On top of making certain tasks faster on my mobile devices, I use it for storing and writing text; I write my tweets in there and send them to the Twitter app, and I also sometimes write entire blog posts in Drafts. Likewise, I store quotes and other text bits that I will look into at a later point, and the fact that the app always opens with a blank note makes it fast and easy for this purpose.
Scan notes and documents everywhere: Genius Scan
Scanning notes and documents everywhere is easy with the relatively high-quality cameras that many mobile devices have today, and I use the free iOS app Genius Scan for this purpose. Once scanned into Genius Scan, I export the scans as either .jpeg pictures or PDFs, typically into Dropbox or Evernote.
I use this a lot for back-of-the-envelope calculations in my work, and these notes then go into my work journals for later reference. Similarly, I scan receipts of things I buy and keep these in a notebook in Evernote, and a good scanning app like Genius Scan makes these processes swift and easy.
Short links and link statistics: bit.ly
Whenever I share a link on Facebook, Twitter or LinkedIn, I first shorten it using bit.ly. This shortening has two purposes: It gives me a shorter link than the original one, which is more suitable for including in social media posts, and I get statistics for the shortened link afterwards, for example on how many people clicked the link and where the link was clicked (Facebook, Twitter etc.).
In Google Chrome, I use the bit.ly extension, and on the mobile devices I use the bit.ly iOS app (iPhone only, which I use on both iPhone and iPad).

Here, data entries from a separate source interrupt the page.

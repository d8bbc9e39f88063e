//! Lumen Import - Mesh providers
//!
//! Loads glTF/GLB and Wavefront OBJ files into CPU-side submeshes with
//! normals, tangent frames and flat material data, ready for upload.

mod gltf_import;
mod obj_import;
mod tangents;
mod types;

use lumen_core::{LumenError, Result};
use std::path::Path;

pub use gltf_import::import_gltf;
pub use obj_import::import_obj;
pub use tangents::{compute_normals, compute_tangents};
pub use types::{ImportResult, ImportedMaterial, ImportedMesh, ImportedTexture, MeshBounds, TextureRef};

/// Options applied after a file is parsed
#[derive(Debug, Clone, Copy, Default)]
pub struct ImportOptions {
    /// Rescale and recenter so the combined bounds fit in [-1, 1]
    pub normalize: bool,
}

/// Import every submesh of a model file, choosing the importer by extension.
pub fn import_meshes<P: AsRef<Path>>(path: P, options: ImportOptions) -> Result<ImportResult> {
    let path = path.as_ref();
    if !path.exists() {
        return Err(LumenError::mesh_load(path, "file does not exist"));
    }

    let ext = path
        .extension()
        .and_then(|e| e.to_str())
        .map(|e| e.to_ascii_lowercase())
        .unwrap_or_default();

    let mut result = match ext.as_str() {
        "gltf" | "glb" => import_gltf(path)?,
        "obj" => import_obj(path)?,
        other => return Err(LumenError::UnsupportedFormat(other.to_string())),
    };

    if options.normalize {
        result.normalize();
    }

    if let Some(bounds) = result.bounds() {
        log::info!(
            "Loaded {} ({} submeshes, {} materials): {}",
            path.display(),
            result.meshes.len(),
            result.materials.len(),
            bounds
        );
    }

    Ok(result)
}

#[cfg(test)]
mod tests {
    use super::*;

    #[test]
    fn missing_file_is_mesh_load_error() {
        let err = import_meshes("definitely/not/here.obj", ImportOptions::default()).unwrap_err();
        assert!(matches!(err, LumenError::MeshLoad { .. }));
    }

    #[test]
    fn unknown_extension_is_rejected() {
        let path = std::env::temp_dir().join(format!("lumen_import_{}.xyz", std::process::id()));
        std::fs::write(&path, "not a mesh").unwrap();
        let err = import_meshes(&path, ImportOptions::default()).unwrap_err();
        assert!(matches!(err, LumenError::UnsupportedFormat(ref e) if e == "xyz"));
        let _ = std::fs::remove_file(&path);
    }
}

The iOS app gives access to the basics of the link statistics, while more details are available via the bit.ly web interface.
Ending the password hassle: 1Password
You, like I, probably have a lot of online services, for which you have a username and a password – the latter of which, in principle, should be unique and hard to guess for each service. However, in practice many of us don’t have the memory to come up with and remember long and unique passwords for each service and end up reusing passwords, thus putting security of the data/files/information we put into the services at stake.
I got fed up with this and decided to do something better: Use an online password manager. Several of these exist, but I had heard a lot of good things about 1Password and bought a license for this software some months ago – and haven’t regretted this decision.
1Password is installed on the computers I use, including browser extensions, and on my mobile devices using the iOS apps, and these all read and write to a password encrypted password database in Dropbox. This database contains the passwords for all the services I have put in there and can only be accessed with the master password – that is, with the one password you need to remember. On top of holding this information, the browser extensions and iOS apps can also generate unique passwords for when you change the password in a service or sign up for a new one.
All parts of these processes work seamlessly, and with iOS8 the integration between 1Password and other apps should become even better. I thus much recommend to use 1Password or a similar service to take out the hassle of security and passwords for online services.